* EXERCISE DESCRIPTION *
Copying each record below exactly is the whole task.

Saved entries

BEGIN

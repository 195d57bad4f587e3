//! Port configuration

use std::num::NonZeroUsize;
use std::time::Duration;

use super::routing::RoutingMode;
use crate::error::{Error, Result};

/// Default number of queued bursts before an input port blocks producers
pub const DEFAULT_QUEUE_THRESHOLD: usize = 100;

/// Default number of bursts an output accumulator holds before flushing
pub const DEFAULT_MAX_BURSTS: usize = 100;

/// Default byte count that triggers an output flush (90% of a 2 MiB message)
pub const DEFAULT_BYTE_THRESHOLD: usize = 1_887_436;

/// Default latency threshold in microseconds (10 ms)
pub const DEFAULT_LATENCY_THRESHOLD_US: u64 = 10_000;

/// Input port configuration
#[derive(Debug, Clone)]
pub struct InPortConfig {
    /// Queued bursts at which producers block (must be at least 1)
    pub queue_threshold: usize,
}

impl Default for InPortConfig {
    fn default() -> Self {
        Self {
            queue_threshold: DEFAULT_QUEUE_THRESHOLD,
        }
    }
}

impl InPortConfig {
    /// Set the queue threshold
    pub fn queue_threshold(mut self, count: usize) -> Self {
        self.queue_threshold = count;
        self
    }

    /// Check the configuration for invalid values
    pub fn validate(&self) -> Result<()> {
        self.threshold().map(|_| ())
    }

    pub(crate) fn threshold(&self) -> Result<NonZeroUsize> {
        NonZeroUsize::new(self.queue_threshold)
            .ok_or_else(|| Error::IllegalArgument("Queue threshold must be at least 1".into()))
    }
}

/// Output port configuration
///
/// The thresholds configure the default policy; per-stream accumulators copy the
/// default policy when they are created.
#[derive(Debug, Clone)]
pub struct OutPortConfig {
    /// Bursts held before flushing (must be at least 1)
    pub max_bursts: usize,

    /// Queued payload bytes that trigger a flush
    pub byte_threshold: usize,

    /// Maximum time a burst waits before a flush, in microseconds
    pub latency_threshold_us: u64,

    /// How streams are routed to connections
    pub routing_mode: RoutingMode,
}

impl Default for OutPortConfig {
    fn default() -> Self {
        Self {
            max_bursts: DEFAULT_MAX_BURSTS,
            byte_threshold: DEFAULT_BYTE_THRESHOLD,
            latency_threshold_us: DEFAULT_LATENCY_THRESHOLD_US,
            routing_mode: RoutingMode::default(),
        }
    }
}

impl OutPortConfig {
    /// Set the burst count threshold
    pub fn max_bursts(mut self, count: usize) -> Self {
        self.max_bursts = count;
        self
    }

    /// Set the byte threshold
    pub fn byte_threshold(mut self, bytes: usize) -> Self {
        self.byte_threshold = bytes;
        self
    }

    /// Set the latency threshold in microseconds
    pub fn latency_threshold_us(mut self, usec: u64) -> Self {
        self.latency_threshold_us = usec;
        self
    }

    /// Set the latency threshold from a duration (sub-microsecond part is dropped)
    pub fn latency_threshold(self, latency: Duration) -> Self {
        let usec = u64::try_from(latency.as_micros()).unwrap_or(u64::MAX);
        self.latency_threshold_us(usec)
    }

    /// Set the routing mode
    pub fn routing_mode(mut self, mode: RoutingMode) -> Self {
        self.routing_mode = mode;
        self
    }

    /// Check the configuration for invalid values
    pub fn validate(&self) -> Result<()> {
        if self.max_bursts == 0 {
            return Err(Error::IllegalArgument("Max bursts must be at least 1".into()));
        }
        Ok(())
    }
}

END

* TASK SOLUTION *
repository 195d57bad4f587e3
//! Port configuration

use std::num::NonZeroUsize;
use std::time::Duration;

use super::routing::RoutingMode;
use crate::error::{Error, Result};

/// Default number of queued bursts before an input port blocks producers
pub const DEFAULT_QUEUE_THRESHOLD: usize = 100;

/// Default number of bursts an output accumulator holds before flushing
pub const DEFAULT_MAX_BURSTS: usize = 100;

/// Default byte count that triggers an output flush (90% of a 2 MiB message)
pub const DEFAULT_BYTE_THRESHOLD: usize = 1_887_436;

/// Default latency threshold in microseconds (10 ms)
pub const DEFAULT_LATENCY_THRESHOLD_US: u64 = 10_000;

/// Input port configuration
#[derive(Debug, Clone)]
pub struct InPortConfig {
    /// Queued bursts at which producers block (must be at least 1)
    pub queue_threshold: usize,
}

impl Default for InPortConfig {
    fn default() -> Self {
        Self {
            queue_threshold: DEFAULT_QUEUE_THRESHOLD,
        }
    }
}

impl InPortConfig {
    /// Set the queue threshold
    pub fn queue_threshold(mut self, count: usize) -> Self {
        self.queue_threshold = count;
        self
    }

    /// Check the configuration for invalid values
    pub fn validate(&self) -> Result<()> {
        self.threshold().map(|_| ())
    }

    pub(crate) fn threshold(&self) -> Result<NonZeroUsize> {
        NonZeroUsize::new(self.queue_threshold)
            .ok_or_else(|| Error::IllegalArgument("Queue threshold must be at least 1".into()))
    }
}

/// Output port configuration
///
/// The thresholds configure the default policy; per-stream accumulators copy the
/// default policy when they are created.
#[derive(Debug, Clone)]
pub struct OutPortConfig {
    /// Bursts held before flushing (must be at least 1)
    pub max_bursts: usize,

    /// Queued payload bytes that trigger a flush
    pub byte_threshold: usize,

    /// Maximum time a burst waits before a flush, in microseconds
    pub latency_threshold_us: u64,

    /// How streams are routed to connections
    pub routing_mode: RoutingMode,
}

impl Default for OutPortConfig {
    fn default() -> Self {
        Self {
            max_bursts: DEFAULT_MAX_BURSTS,
            byte_threshold: DEFAULT_BYTE_THRESHOLD,
            latency_threshold_us: DEFAULT_LATENCY_THRESHOLD_US,
            routing_mode: RoutingMode::default(),
        }
    }
}

impl OutPortConfig {
    /// Set the burst count threshold
    pub fn max_bursts(mut self, count: usize) -> Self {
        self.max_bursts = count;
        self
    }

    /// Set the byte threshold
    pub fn byte_threshold(mut self, bytes: usize) -> Self {
        self.byte_threshold = bytes;
        self
    }

    /// Set the latency threshold in microseconds
    pub fn latency_threshold_us(mut self, usec: u64) -> Self {
        self.latency_threshold_us = usec;
        self
    }

    /// Set the latency threshold from a duration (sub-microsecond part is dropped)
    pub fn latency_threshold(self, latency: Duration) -> Self {
        let usec = u64::try_from(latency.as_micros()).unwrap_or(u64::MAX);
        self.latency_threshold_us(usec)
    }

    /// Set the routing mode
    pub fn routing_mode(mut self, mode: RoutingMode) -> Self {
        self.routing_mode = mode;
        self
    }

    /// Check the configuration for invalid values
    pub fn validate(&self) -> Result<()> {
        if self.max_bursts == 0 {
            return Err(Error::IllegalArgument("Max bursts must be at least 1".into()));
        }
        Ok(())
    }
}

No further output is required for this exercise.